The Indo-US civilian nuclear agreement was the fulcrum on which the relationship of the Congress with the Samajwadi Party see-sawed. But it was Mayawati, more than the Left, that forced UPA to change its partner
Although Samajwadi Party General Secretary Amar Singh’s “friendship” with Prime Minister Manmohan Singh goes back over a decade and RJD chief Lalu Prasad Yadav had been playing peacemaker between the Congress and the SP for months, it was only on June 24 that Congress President Sonia Gandhi finally decided to forget the past.
On that day, say highly placed Congress sources, she called Digvijay Singh, AICC General Secretary in charge of Uttar Pradesh, and state unit president Rita Bahuguna Joshi to her residence, asking them what they felt about the Congress tying up with the SP. She told them that this was necessary in the face of the Left’s intransigence on the Indo-US nuclear deal. The Bahujan Samaj Party (BSP) had already withdrawn support from the UPA Government.
A week earlier, on June 18, when the PM decided to postpone the ninth meeting of the UPA-Left mechanism on the deal, scheduled for June 25, he had called up the Congress President to explain why the Government was compelled to defy the Left and go to the International Atomic Energy Agency (IAEA) to confirm the India-specific safeguards agreement.

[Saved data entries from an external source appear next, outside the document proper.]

//! Terminal game outcomes and their training/logging encodings.

use std::fmt;

use chess::{BoardStatus, Color};

/// Result of a completed (or abandoned) self-play game.
#[derive(Clone, Copy, Debug, PartialEq, Eq)]
pub enum Outcome {
    /// White delivered checkmate.
    WhiteWin,
    /// Black delivered checkmate.
    BlackWin,
    /// Stalemate, or a claimable draw (repetition / fifty-move rule).
    Draw,
    /// The per-game ply bound was hit with the game still ongoing.
    Unfinished,
}

impl Outcome {
    /// Map a terminal board status to an outcome.
    ///
    /// Returns `None` while the game is ongoing. Checkmate is a loss for
    /// the side to move.
    #[must_use]
    pub fn from_status(status: BoardStatus, side_to_move: Color) -> Option<Outcome> {
        match status {
            BoardStatus::Checkmate => Some(match side_to_move {
                Color::White => Outcome::BlackWin,
                Color::Black => Outcome::WhiteWin,
            }),
            BoardStatus::Stalemate => Some(Outcome::Draw),
            BoardStatus::Ongoing => None,
        }
    }

    /// Scalar game score `z` from White's perspective.
    ///
    /// Unfinished games score as draws; the TD update sees no winner.
    #[must_use]
    pub fn score(self) -> f64 {
        match self {
            Outcome::WhiteWin => 1.0,
            Outcome::BlackWin => 0.0,
            Outcome::Draw | Outcome::Unfinished => 0.5,
        }
    }

    /// PGN result token.
    #[must_use]
    pub fn as_pgn(self) -> &'static str {
        match self {
            Outcome::WhiteWin => "1-0",
            Outcome::BlackWin => "0-1",
            Outcome::Draw => "1/2-1/2",
            Outcome::Unfinished => "*",
        }
    }

    /// True when one side actually won.
    #[must_use]
    pub fn is_decisive(self) -> bool {
        matches!(self, Outcome::WhiteWin | Outcome::BlackWin)
    }
}

impl fmt::Display for Outcome {
    fn fmt(&self, f: &mut fmt::Formatter<'_>) -> fmt::Result {
        let text = match self {
            Outcome::WhiteWin => "white win",
            Outcome::BlackWin => "black win",
            Outcome::Draw => "draw",
            Outcome::Unfinished => "unfinished",
        };
        write!(f, "{}", text)
    }
}
//! Temporal-difference learning over recorded games.
//!
//! After each game the trajectory is replayed backwards: the last ply
//! is pulled toward the game result, every earlier ply toward the value
//! of its successor. All targets come from a value snapshot taken
//! before the first weight moves, so the order of updates within one
//! game cannot feed back into itself.

use crate::eval::LinearEvaluator;
use crate::training::trajectory::Trajectory;

/// TD errors are clamped to this magnitude before any weight moves.
pub const TD_ERROR_CLAMP: f64 = 1.0;

/// Largest change a single ply may make to one weight.
pub const WEIGHT_STEP_CLAMP: f64 = 0.05;

/// Multiplicative shrink applied to every weight once per processed ply.
pub const WEIGHT_DECAY: f64 = 0.9999;

/// Summary of one backward pass, for logging.
#[derive(Clone, Copy, Debug, Default, PartialEq)]
pub struct TdStats {
    /// Number of plies the pass visited.
    pub plies_processed: usize,
    /// Largest clamped |TD error| seen.
    pub max_error: f64,
    /// Mean clamped |TD error| over the game.
    pub mean_error: f64,
}

/// Applies TD(1)-style updates to a [`LinearEvaluator`].
#[derive(Clone, Copy, Debug)]
pub struct TdUpdater {
    alpha: f64,
    discount: f64,
}

impl TdUpdater {
    /// Create an updater with the given learning rate and discount.
    #[must_use]
    pub fn new(alpha: f64, discount: f64) -> Self {
        Self { alpha, discount }
    }

    /// The learning rate.
    #[must_use]
    pub fn alpha(&self) -> f64 {
        self.alpha
    }

    /// The per-ply discount on the successor value.
    #[must_use]
    pub fn discount(&self) -> f64 {
        self.discount
    }

    /// Run one backward pass over `trajectory` given the game score `z`
    /// (1.0 White win, 0.0 Black win, 0.5 draw).
    ///
    /// The terminal target is `2 * (z - 0.5)`, mapping the score onto
    /// the evaluator's [-1, 1] value scale. An empty trajectory leaves
    /// the evaluator untouched.
    pub fn update(
        &self,
        evaluator: &mut LinearEvaluator,
        trajectory: &Trajectory,
        z: f64,
    ) -> TdStats {
        if trajectory.is_empty() {
            return TdStats::default();
        }

        // Snapshot every position's value up front; later plies are
        // updated first and must not alter earlier plies' targets.
        let values: Vec<f64> = trajectory
            .iter()
            .map(|ply| evaluator.value(&ply.features))
            .collect();
        let terminal = 2.0 * (z - 0.5);

        let mut max_error = 0.0f64;
        let mut error_sum = 0.0;

        for (t, ply) in trajectory.iter().enumerate().rev() {
            let next = if t + 1 == values.len() {
                terminal
            } else {
                values[t + 1]
            };
            let delta =
                (self.discount * next - values[t]).clamp(-TD_ERROR_CLAMP, TD_ERROR_CLAMP);
            max_error = max_error.max(delta.abs());
            error_sum += delta.abs();

            let weights = evaluator.weights_mut();
            for (weight, &feature) in weights.iter_mut().zip(ply.features.iter()) {
                let step =
                    (self.alpha * delta * feature).clamp(-WEIGHT_STEP_CLAMP, WEIGHT_STEP_CLAMP);
                *weight += step;
            }
            for weight in weights.iter_mut() {
                *weight *= WEIGHT_DECAY;
            }
        }

        TdStats {
            plies_processed: trajectory.len(),
            max_error,
            mean_error: error_sum / trajectory.len() as f64,
        }
    }
}
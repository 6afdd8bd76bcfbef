//! Core support types: game outcomes and deterministic RNG.
//!
//! Everything here is independent of the learning algorithm; the training
//! modules build on these plus the `chess` crate's rules engine.

pub mod outcome;
pub mod rng;

pub use outcome::Outcome;
pub use rng::TrainRng;
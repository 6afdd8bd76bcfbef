//! Running win/loss/draw tallies across a training run.

use std::fmt;

use crate::core::Outcome;

/// Counters over the games played so far.
///
/// Unfinished games land in the draw bucket: for the learner they carry
/// the same half-point score.
#[derive(Clone, Copy, Debug, Default, PartialEq, Eq)]
pub struct TrainingStats {
    pub white_wins: u32,
    pub black_wins: u32,
    pub draws: u32,
}

impl TrainingStats {
    #[must_use]
    pub fn new() -> Self {
        Self::default()
    }

    pub fn record(&mut self, outcome: Outcome) {
        match outcome {
            Outcome::WhiteWin => self.white_wins += 1,
            Outcome::BlackWin => self.black_wins += 1,
            Outcome::Draw | Outcome::Unfinished => self.draws += 1,
        }
    }

    /// Total games recorded.
    #[must_use]
    pub fn games(&self) -> u32 {
        self.white_wins + self.black_wins + self.draws
    }
}

impl fmt::Display for TrainingStats {
    fn fmt(&self, f: &mut fmt::Formatter<'_>) -> fmt::Result {
        write!(
            f,
            "{} white wins, {} black wins, {} draws",
            self.white_wins, self.black_wins, self.draws
        )
    }
}
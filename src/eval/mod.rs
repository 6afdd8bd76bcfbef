//! Position evaluation: feature extraction, the linear evaluator, and
//! weight persistence.
//!
//! ## Overview
//!
//! - **features**: maps a `chess::Board` to a fixed 5-component vector
//! - **LinearEvaluator**: dot product of weights and features
//! - **WeightStore**: bincode weight file, the only cross-run state

pub mod features;
pub mod linear;
pub mod store;

pub use features::{extract, FeatureVector, CENTER_SQUARES, FEATURE_COUNT};
pub use linear::{LinearEvaluator, DEFAULT_WEIGHTS, INIT_JITTER};
pub use store::WeightStore;
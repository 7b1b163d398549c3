//! Handler for the `run` command.

use std::path::Path;
use std::sync::Arc;

use tokio::signal;
use tracing::info;

use crate::adapter::inbound::cli::command::RunArgs;
use crate::adapter::inbound::cli::{output, paths};
use crate::adapter::inbound::telegram::bot::run_bot;
use crate::adapter::inbound::telegram::control::BotControl;
use crate::error::Result;
use crate::infrastructure::bootstrap;
use crate::infrastructure::config::Config;

/// Execute the run command.
pub async fn execute(args: &RunArgs) -> Result<()> {
    let config_path = paths::resolve_config(args.config.as_deref());
    let mut config = Config::load(config_path.as_deref())?;
    if let Some(registry) = &args.registry {
        config.registry.path = registry.clone();
    }
    config
        .logging
        .apply_overrides(args.log_level.as_deref(), args.json_logs);

    if !output::is_quiet() {
        print_startup_config(&config, config_path.as_deref());
    }

    config.init_logging();
    info!(version = env!("CARGO_PKG_VERSION"), "basoka starting");

    let config = Arc::new(config);
    let registry = bootstrap::build_registry(&config)?;
    let control = BotControl::new(registry);

    tokio::select! {
        () = run_bot(&config.telegram, control) => {}
        _ = signal::ctrl_c() => {
            info!("Shutdown signal received");
        }
    }

    info!("basoka stopped");
    Ok(())
}

fn print_startup_config(config: &Config, config_path: Option<&Path>) {
    output::header(env!("CARGO_PKG_VERSION"));
    output::field(
        "Config",
        config_path.map_or_else(|| "(defaults)".to_string(), |path| path.display().to_string()),
    );
    output::field("Registry", config.registry.path.display());
    output::field("Agent", &config.agent.base_url);
    output::field("Timeout", format!("{}s", config.agent.timeout_secs));
    output::field("Users", config.telegram.authorized_callers.len());
}
//! Diagnostic command handlers.

mod config;

pub use config::execute_config;
//! Trait definitions (hexagonal ports). Depend only on domain.
//!
//! The registry core consumes two outbound ports:
//!
//! ```text
//!                 ┌──────────────────────┐
//!   Telegram ───▶ │   Gate + Registry    │
//!                 └──────────┬───────────┘
//!                 ┌──────────┴───────────┐
//!                 ▼                      ▼
//!          ┌─────────────┐        ┌─────────────┐
//!          │RegistryStore│        │ServerControl│
//!          │ (JSON file) │        │ (HTTP agent)│
//!          └─────────────┘        └─────────────┘
//! ```
//!
//! - [`RegistryStore`] - durable name → address document
//! - [`ServerControl`] - probe, start, stop and log retrieval on a server

pub mod outbound;

pub use outbound::control::ServerControl;
pub use outbound::store::{RegistryStore, StoredRegistry};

On the eve of that meeting, therefore, Sonia was already bracing up for the inevitable break with the Left. Digvijay Singh and Joshi backed their president’s plan. While Digvijay Singh flew to Mali the next day to attend a conference, Joshi went to Lucknow to elicit the views of state Congress leaders; she reported back to the high command in the affirmative a few days later.
... contd.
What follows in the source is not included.